Molecular mechanisms of castrate resistant prostate cancer

Abstract

Cancer has replaced heart disease as the leading cause of death in North America - nearly half will develop cancer, and one in four will die from the disease [1]. Prostate cancer (PCa) is the most common male cancer in North America and 2nd leading cause of cancer deaths, but even more importantly, its incidence and mortality will double by 2020 based on current incidence trends. PCa represents 1 % of all death and 13 % of death by cancer [2]. While many gains have been made in early detection and treatment of localized PCa, many men still die of recurrent or metastatic disease. Androgen ablation remains the most effective therapy for patients with advanced disease.

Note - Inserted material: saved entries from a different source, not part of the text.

//! Text description of a graph: classification, schedule and token table.

use unitflow::{has_cycle, topological_order, wave_plan, Graph};

pub fn inspect(graph: &Graph) -> String {
    let cyclic = has_cycle(graph);
    let mut lines = vec![format!(
        "{} units, {} edges, {}",
        graph.len(),
        graph.edges().len(),
        if cyclic { "cyclic" } else { "acyclic" }
    )];

    if cyclic {
        lines.push("waves:".to_string());
        for (level, wave) in wave_plan(graph).iter().enumerate() {
            let ids: Vec<&str> = wave.iter().map(|id| id.as_str()).collect();
            lines.push(format!("  {}: {}", level, ids.join(", ")));
        }
    } else {
        let order: Vec<String> = topological_order(graph)
            .iter()
            .map(ToString::to_string)
            .collect();
        lines.push(format!("order: {}", order.join(" -> ")));
    }

    lines.push("tokens:".to_string());
    let width = graph.nodes().map(|n| n.id.as_str().len()).max().unwrap_or(0);
    for node in graph.nodes() {
        let token = graph
            .token(&node.id)
            .map(|t| t.to_string())
            .unwrap_or_default();
        lines.push(format!(
            "  {:<width$}  {:<6}  {}",
            node.id.as_str(),
            node.kind().as_str(),
            token,
            width = width
        ));
    }
    lines.join("\n")
}
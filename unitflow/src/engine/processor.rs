//! Node processor: computes one node's output from its received values.
//!
//! | kind   | incoming edges              | no incoming edges |
//! |--------|-----------------------------|-------------------|
//! | input  | arrivals joined with `\n`   | the node's value  |
//! | output | arrivals joined with `\n`   | the node's text   |
//! | ai     | literal substitution, then `complete`              |
//! | custom | quoted substitution, then `evaluate`               |

use std::collections::{BTreeMap, HashMap};

use crate::evaluator::USER_CODE_ERROR;
use crate::graph::{Graph, Node, UnitKind};
use crate::llm::RemoteCallError;
use crate::template::{substitute, Quoting};

use super::logging::log_user_code_error;
use super::run_context::{Arrival, RunContext, RunState};

/// Result of processing one node.
#[derive(Clone, Debug, PartialEq, Eq)]
pub enum NodeOutcome {
    Value(String),
    /// The remote call failed; `marker` is what sequential runs forward downstream.
    Failed {
        marker: String,
        error: RemoteCallError,
    },
}

/// Separator between joined upstream values.
pub const JOIN_SEPARATOR: &str = "\n";

/// Joins upstream values in edge order.
pub fn join_values<'a>(values: impl IntoIterator<Item = &'a str>) -> String {
    values.into_iter().collect::<Vec<_>>().join(JOIN_SEPARATOR)
}

/// Output forwarded in place of a failed remote call's reply.
pub fn error_marker(error: &RemoteCallError) -> String {
    format!("Error: {}", error)
}

/// Processes `node` against the values it has received so far.
pub async fn process(graph: &Graph, node: &Node, state: &RunState, ctx: &RunContext) -> NodeOutcome {
    let arrivals = state.arrivals(&node.id);
    match node.kind() {
        UnitKind::Input | UnitKind::Output => {
            if graph.in_degree(&node.id) > 0 {
                NodeOutcome::Value(join_values(arrivals.iter().map(|a| a.value.as_str())))
            } else {
                NodeOutcome::Value(node.template().to_string())
            }
        }
        UnitKind::Ai => {
            let prompt = render(node.template(), &arrivals, state, Quoting::Literal);
            let Some(credentials) = ctx.credentials.as_ref().filter(|c| !c.is_blank()) else {
                let error = RemoteCallError::new("no api key configured");
                return NodeOutcome::Failed {
                    marker: error_marker(&error),
                    error,
                };
            };
            match ctx.completion.complete(&prompt, credentials, ctx.model).await {
                Ok(reply) => NodeOutcome::Value(reply),
                Err(error) => NodeOutcome::Failed {
                    marker: error_marker(&error),
                    error,
                },
            }
        }
        UnitKind::Custom => {
            let code = render(node.template(), &arrivals, state, Quoting::StringLiteral);
            let inputs: BTreeMap<String, String> = arrivals
                .iter()
                .filter_map(|a| {
                    let token = state.symbols().token(&a.source)?;
                    Some((token.name().to_string(), a.value.clone()))
                })
                .collect();
            match ctx.evaluator.evaluate(&code, &inputs) {
                Ok(value) => NodeOutcome::Value(value),
                Err(e) => {
                    log_user_code_error(&node.id, &e);
                    NodeOutcome::Value(USER_CODE_ERROR.to_string())
                }
            }
        }
    }
}

/// Substitutes the tokens of the sources that delivered to this node.
fn render(template: &str, arrivals: &[Arrival], state: &RunState, quoting: Quoting) -> String {
    let bindings: HashMap<&str, &str> = arrivals
        .iter()
        .filter_map(|a| {
            let token = state.symbols().token(&a.source)?;
            Some((token.as_str(), a.value.as_str()))
        })
        .collect();
    substitute(template, &bindings, quoting)
}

While ∼80 % of patients initially respond, most patients progress to castrate resistant prostate cancer (CRPC) metastatic disease after 18-36 months [3-15]. Androgen ablation precipitates apoptosis in subpopulations of PCa cells, but despite high initial response rates, remissions are temporary because surviving tumor cells usually recur with a castrate resistant phenotype [15, 16]. CRPC progression is a complex process by which cells acquire the ability to both survive and proliferate in the absence of androgens and involves variable combinations of clonal selection [17], the reactivation of the androgen receptor axis [18], as well as adaptive upregulation of anti-apoptotic genes [19-25], alternative growth factor pathways [26-32], and cytoprotective chaperone networks [22, 33]. Clinically, CRPC is defined as biochemical and/or radiographic progression despite castrate levels of serum testosterone (<50 ng/ml) [34]. Biochemical progression is defined as two consecutive increases in prostate-specific antigen (PSA) above a minimal value of 5 ng/ml. Usually, progression occurs following cessation of treatment with androgen blockers for 4-6 weeks.